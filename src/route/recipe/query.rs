//! Queries shared by the recipe pages and the landing page.
//!
//! A recipe is listed once it is *published*: its `published_date` is set
//! and not in the future. Lookups by id ignore that.

use chrono::{DateTime, Utc};
use rand::Rng;
use sqlx::{QueryBuilder, Sqlite, SqliteConnection};

use crate::{route::category::model::Category, Database};

use super::model;

pub async fn find(database: &Database, id: i64) -> Result<Option<model::Recipe>, sqlx::Error> {
	sqlx::query_as::<_, model::Recipe>("SELECT * FROM recipe WHERE id = ?")
		.bind(id)
		.fetch_optional(database)
		.await
}

pub async fn count_published(database: &Database, now: DateTime<Utc>) -> Result<i64, sqlx::Error> {
	sqlx::query_scalar(
		r#"
			SELECT COUNT(*) FROM recipe
			WHERE published_date IS NOT NULL AND published_date <= ?
		"#,
	)
	.bind(now)
	.fetch_one(database)
	.await
}

/// Returns the `limit` most recently published recipes, newest first.
pub async fn latest_published(
	database: &Database,
	now: DateTime<Utc>,
	limit: i64,
) -> Result<Vec<model::Recipe>, sqlx::Error> {
	sqlx::query_as::<_, model::Recipe>(
		r#"
			SELECT * FROM recipe
			WHERE published_date IS NOT NULL AND published_date <= ?
			ORDER BY published_date DESC, id DESC
			LIMIT ?
		"#,
	)
	.bind(now)
	.bind(limit)
	.fetch_all(database)
	.await
}

/// Returns a slice of the published recipes sorted by title.
pub async fn published_by_title(
	database: &Database,
	now: DateTime<Utc>,
	limit: i64,
	offset: i64,
) -> Result<Vec<model::Recipe>, sqlx::Error> {
	sqlx::query_as::<_, model::Recipe>(
		r#"
			SELECT * FROM recipe
			WHERE published_date IS NOT NULL AND published_date <= ?
			ORDER BY title, id
			LIMIT ? OFFSET ?
		"#,
	)
	.bind(now)
	.bind(limit)
	.bind(offset)
	.fetch_all(database)
	.await
}

/// Picks one recipe uniformly at random, published or not.
pub async fn random(database: &Database) -> Result<Option<model::Recipe>, sqlx::Error> {
	let count: i64 = sqlx::query_scalar("SELECT COUNT(*) FROM recipe")
		.fetch_one(database)
		.await?;

	if count == 0 {
		return Ok(None);
	}

	let offset = rand::thread_rng().gen_range(0..count);

	sqlx::query_as::<_, model::Recipe>("SELECT * FROM recipe ORDER BY id LIMIT 1 OFFSET ?")
		.bind(offset)
		.fetch_optional(database)
		.await
}

/// Returns every recipe whose title, or the name of one of its categories,
/// contains `term`. The match is case-sensitive and covers unpublished
/// recipes too.
pub async fn search(database: &Database, term: &str) -> Result<Vec<model::Recipe>, sqlx::Error> {
	sqlx::query_as::<_, model::Recipe>(
		r#"
			SELECT DISTINCT recipe.* FROM recipe
			LEFT JOIN recipe_category ON recipe_category.recipe_id = recipe.id
			LEFT JOIN category ON category.id = recipe_category.category_id
			WHERE instr(recipe.title, ?1) > 0 OR instr(category.name, ?1) > 0
			ORDER BY recipe.title, recipe.id
		"#,
	)
	.bind(term)
	.fetch_all(database)
	.await
}

pub async fn detail(
	database: &Database,
	recipe: model::Recipe,
) -> Result<model::RecipeDetail, sqlx::Error> {
	let author: Option<String> = sqlx::query_scalar(r#"SELECT username FROM "user" WHERE id = ?"#)
		.bind(recipe.author_id)
		.fetch_optional(database)
		.await?;

	let categories = sqlx::query_as::<_, Category>(
		r#"
			SELECT category.* FROM category
			JOIN recipe_category ON recipe_category.category_id = category.id
			WHERE recipe_category.recipe_id = ?
			ORDER BY category.name, category.id
		"#,
	)
	.bind(recipe.id)
	.fetch_all(database)
	.await?;

	let comments = sqlx::query_as::<_, model::Comment>(
		r#"
			SELECT * FROM comment
			WHERE recipe_id = ?
			ORDER BY created_date, id
		"#,
	)
	.bind(recipe.id)
	.fetch_all(database)
	.await?;

	Ok(model::RecipeDetail {
		recipe,
		author,
		categories,
		comments,
	})
}

pub async fn category_ids(database: &Database, recipe_id: i64) -> Result<Vec<i64>, sqlx::Error> {
	sqlx::query_scalar("SELECT category_id FROM recipe_category WHERE recipe_id = ?")
		.bind(recipe_id)
		.fetch_all(database)
		.await
}

/// Returns the ids in `ids` that do not belong to a category.
pub async fn unknown_categories(database: &Database, ids: &[i64]) -> Result<Vec<i64>, sqlx::Error> {
	if ids.is_empty() {
		return Ok(Vec::new());
	}

	let mut builder = QueryBuilder::<Sqlite>::new("SELECT id FROM category WHERE id IN (");
	let mut separated = builder.separated(", ");

	for id in ids {
		separated.push_bind(*id);
	}

	separated.push_unseparated(")");

	let known = builder
		.build_query_scalar::<i64>()
		.fetch_all(database)
		.await?;

	Ok(ids.iter().copied().filter(|id| !known.contains(id)).collect())
}

/// Replaces the categories of a recipe.
pub async fn link_categories(
	connection: &mut SqliteConnection,
	recipe_id: i64,
	ids: &[i64],
) -> Result<(), sqlx::Error> {
	sqlx::query("DELETE FROM recipe_category WHERE recipe_id = ?")
		.bind(recipe_id)
		.execute(&mut *connection)
		.await?;

	if ids.is_empty() {
		return Ok(());
	}

	let mut builder =
		QueryBuilder::<Sqlite>::new("INSERT OR IGNORE INTO recipe_category (recipe_id, category_id) ");

	builder.push_values(ids, |mut row, id| {
		row.push_bind(recipe_id).push_bind(*id);
	});

	builder.build().execute(&mut *connection).await?;

	Ok(())
}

=-=-=

What needs to be done >>
Nothing but the lines from the start of the data above through the line with "use super::model;" should appear in your answer, copied exactly.

Written solution >>
filename src/route/recipe/query.rs
//! Queries shared by the recipe pages and the landing page.
//!
//! A recipe is listed once it is *published*: its `published_date` is set
//! and not in the future. Lookups by id ignore that.

use chrono::{DateTime, Utc};
use rand::Rng;
use sqlx::{QueryBuilder, Sqlite, SqliteConnection};

use crate::{route::category::model::Category, Database};

use super::model;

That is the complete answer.